» **ACTIVITY**
Beginning with the first line of the data below, extract each line up to and including the one containing "order, so the". Copy them exactly and add nothing.

*** Opening DATA TO PROCESS ***

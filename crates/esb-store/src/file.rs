//! Directory-backed message store
//!
//! Every message is one JSON file named `{sequence}-{hex(message id)}.json`.
//! The zero-padded sequence keeps lexical order equal to enqueue order, so the
//! queue can be rebuilt from a directory listing after a restart. A claimed
//! message keeps its file until the claimant removes or rewrites it.

use std::collections::HashSet;
use std::path::{Path, PathBuf};

use async_trait::async_trait;
use indexmap::IndexMap;
use tokio::sync::Mutex;
use tracing::{debug, info, warn};

use esb_common::{StoreError, StoredMessage};

use crate::store::MessageStore;

const EXTENSION: &str = "json";

struct Index {
    files: IndexMap<String, PathBuf>,
    claimed: HashSet<String>,
    next_seq: u64,
}

pub struct FileMessageStore {
    name: String,
    dir: PathBuf,
    index: Mutex<Index>,
}

impl FileMessageStore {
    /// Open (or create) a store rooted at `dir`, reloading persisted messages
    pub async fn open(name: impl Into<String>, dir: impl AsRef<Path>) -> Result<Self, StoreError> {
        let name = name.into();
        let dir = dir.as_ref().to_path_buf();
        tokio::fs::create_dir_all(&dir).await?;

        let mut found: Vec<(u64, String, PathBuf)> = Vec::new();
        let mut entries = tokio::fs::read_dir(&dir).await?;
        while let Some(entry) = entries.next_entry().await? {
            let path = entry.path();
            if path.extension().and_then(|e| e.to_str()) != Some(EXTENSION) {
                continue;
            }
            let Some(seq) = parse_sequence(&path) else {
                warn!(store = %name, path = %path.display(), "Skipping file with unexpected name");
                continue;
            };
            match read_message(&path).await {
                Ok(message) => found.push((seq, message.message_id, path)),
                Err(e) => {
                    warn!(store = %name, path = %path.display(), error = %e, "Skipping unreadable message file");
                }
            }
        }

        found.sort_by_key(|(seq, _, _)| *seq);
        let next_seq = found.last().map(|(seq, _, _)| seq + 1).unwrap_or(0);
        let files: IndexMap<String, PathBuf> = found
            .into_iter()
            .map(|(_, id, path)| (id, path))
            .collect();

        info!(store = %name, dir = %dir.display(), messages = files.len(), "Opened file message store");

        Ok(Self {
            name,
            dir,
            index: Mutex::new(Index {
                files,
                claimed: HashSet::new(),
                next_seq,
            }),
        })
    }

    pub fn dir(&self) -> &Path {
        &self.dir
    }
}

#[async_trait]
impl MessageStore for FileMessageStore {
    fn name(&self) -> &str {
        &self.name
    }

    async fn enqueue(&self, message: StoredMessage) -> Result<(), StoreError> {
        let json = serde_json::to_vec_pretty(&message)?;

        let mut index = self.index.lock().await;
        if let Some(previous) = index.files.shift_remove(&message.message_id) {
            remove_file(&previous).await?;
        }

        let seq = index.next_seq;
        index.next_seq += 1;
        let path = self.dir.join(format!(
            "{:020}-{}.{}",
            seq,
            hex::encode(message.message_id.as_bytes()),
            EXTENSION
        ));

        // only complete files ever carry the .json extension
        let tmp = path.with_extension("tmp");
        tokio::fs::write(&tmp, &json).await?;
        tokio::fs::rename(&tmp, &path).await?;

        debug!(store = %self.name, message_id = %message.message_id, seq, "Persisted message");
        index.claimed.remove(&message.message_id);
        index.files.insert(message.message_id, path);
        Ok(())
    }

    async fn dequeue_next(&self) -> Result<Option<StoredMessage>, StoreError> {
        let mut index = self.index.lock().await;
        let next = index
            .files
            .iter()
            .find(|(id, _)| !index.claimed.contains(*id))
            .map(|(id, path)| (id.clone(), path.clone()));
        let Some((message_id, path)) = next else {
            return Ok(None);
        };
        let message = read_message(&path).await?;
        index.claimed.insert(message_id);
        Ok(Some(message))
    }

    async fn release(&self, message_id: &str) -> Result<(), StoreError> {
        self.index.lock().await.claimed.remove(message_id);
        Ok(())
    }

    async fn peek(&self) -> Result<Option<StoredMessage>, StoreError> {
        let index = self.index.lock().await;
        match index.files.first() {
            Some((_, path)) => Ok(Some(read_message(path).await?)),
            None => Ok(None),
        }
    }

    async fn remove(&self, message_id: &str) -> Result<Option<StoredMessage>, StoreError> {
        let mut index = self.index.lock().await;
        index.claimed.remove(message_id);
        let Some(path) = index.files.shift_remove(message_id) else {
            return Ok(None);
        };
        let message = read_message(&path).await?;
        remove_file(&path).await?;
        Ok(Some(message))
    }

    async fn get(&self, message_id: &str) -> Result<Option<StoredMessage>, StoreError> {
        let index = self.index.lock().await;
        match index.files.get(message_id) {
            Some(path) => Ok(Some(read_message(path).await?)),
            None => Ok(None),
        }
    }

    async fn size(&self) -> Result<usize, StoreError> {
        Ok(self.index.lock().await.files.len())
    }

    async fn list_ids(&self) -> Result<Vec<String>, StoreError> {
        Ok(self.index.lock().await.files.keys().cloned().collect())
    }

    async fn clear(&self) -> Result<usize, StoreError> {
        let mut index = self.index.lock().await;
        let count = index.files.len();
        index.claimed.clear();
        for (_, path) in index.files.drain(..) {
            remove_file(&path).await?;
        }
        Ok(count)
    }
}

fn parse_sequence(path: &Path) -> Option<u64> {
    let stem = path.file_stem()?.to_str()?;
    let (seq, _) = stem.split_once('-')?;
    seq.parse().ok()
}

async fn read_message(path: &Path) -> Result<StoredMessage, StoreError> {
    let bytes = tokio::fs::read(path).await?;
    Ok(serde_json::from_slice(&bytes)?)
}

async fn remove_file(path: &Path) -> Result<(), StoreError> {
    match tokio::fs::remove_file(path).await {
        Ok(()) => Ok(()),
        Err(e) if e.kind() == std::io::ErrorKind::NotFound => Ok(()),
        Err(e) => Err(e.into()),
    }
}

#[cfg(test)]
mod tests {
    use super::*;
    use esb_common::Envelope;

    #[tokio::test]
    async fn test_messages_survive_reopen() {
        let dir = tempfile::tempdir().unwrap();

        {
            let store = FileMessageStore::open("durable", dir.path()).await.unwrap();
            store.enqueue(StoredMessage::new("m1", Envelope::text("one"))).await.unwrap();
            store.enqueue(StoredMessage::new("m2", Envelope::text("two"))).await.unwrap();
            store.enqueue(StoredMessage::new("m3", Envelope::text("three"))).await.unwrap();
            store.remove("m2").await.unwrap();
        }

        let reopened = FileMessageStore::open("durable", dir.path()).await.unwrap();
        assert_eq!(reopened.list_ids().await.unwrap(), vec!["m1", "m3"]);

        let first = reopened.dequeue_next().await.unwrap().unwrap();
        assert_eq!(first.envelope.body_str(), "one");
        reopened.remove(&first.message_id).await.unwrap();

        // sequence numbers continue after the highest persisted one
        reopened.enqueue(StoredMessage::new("m4", Envelope::text("four"))).await.unwrap();
        assert_eq!(reopened.list_ids().await.unwrap(), vec!["m3", "m4"]);
    }

    #[tokio::test]
    async fn test_claim_keeps_file_until_removed() {
        let dir = tempfile::tempdir().unwrap();
        let store = FileMessageStore::open("s", dir.path()).await.unwrap();
        store.enqueue(StoredMessage::new("m1", Envelope::text("one"))).await.unwrap();
        store.enqueue(StoredMessage::new("m2", Envelope::text("two"))).await.unwrap();

        assert_eq!(store.dequeue_next().await.unwrap().unwrap().message_id, "m1");
        assert_eq!(store.dequeue_next().await.unwrap().unwrap().message_id, "m2");
        assert!(store.dequeue_next().await.unwrap().is_none());

        // claims are not persisted, a restart hands both out again
        let restarted = FileMessageStore::open("s", dir.path()).await.unwrap();
        assert_eq!(restarted.list_ids().await.unwrap(), vec!["m1", "m2"]);
        assert_eq!(restarted.dequeue_next().await.unwrap().unwrap().message_id, "m1");

        store.release("m2").await.unwrap();
        assert_eq!(store.dequeue_next().await.unwrap().unwrap().message_id, "m2");
        store.remove("m1").await.unwrap();
        let reopened = FileMessageStore::open("s", dir.path()).await.unwrap();
        assert_eq!(reopened.list_ids().await.unwrap(), vec!["m2"]);
    }

    #[tokio::test]
    async fn test_corrupt_file_is_skipped() {
        let dir = tempfile::tempdir().unwrap();
        tokio::fs::write(dir.path().join("00000000000000000007-6d.json"), b"{not json")
            .await
            .unwrap();

        let store = FileMessageStore::open("s", dir.path()).await.unwrap();
        assert_eq!(store.size().await.unwrap(), 0);
    }

    #[tokio::test]
    async fn test_clear_removes_files() {
        let dir = tempfile::tempdir().unwrap();
        let store = FileMessageStore::open("s", dir.path()).await.unwrap();
        store.enqueue(StoredMessage::new("a", Envelope::text("a"))).await.unwrap();
        store.enqueue(StoredMessage::new("b", Envelope::text("b"))).await.unwrap();

        assert_eq!(store.clear().await.unwrap(), 2);
        let mut entries = tokio::fs::read_dir(dir.path()).await.unwrap();
        assert!(entries.next_entry().await.unwrap().is_none());
    }
}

*** Closing DATA TO PROCESS ***

» **TASK OUTPUT**
filename crates/esb-store/src/file.rs
//! Directory-backed message store
//!
//! Every message is one JSON file named `{sequence}-{hex(message id)}.json`.
//! The zero-padded sequence keeps lexical order equal to enqueue order, so the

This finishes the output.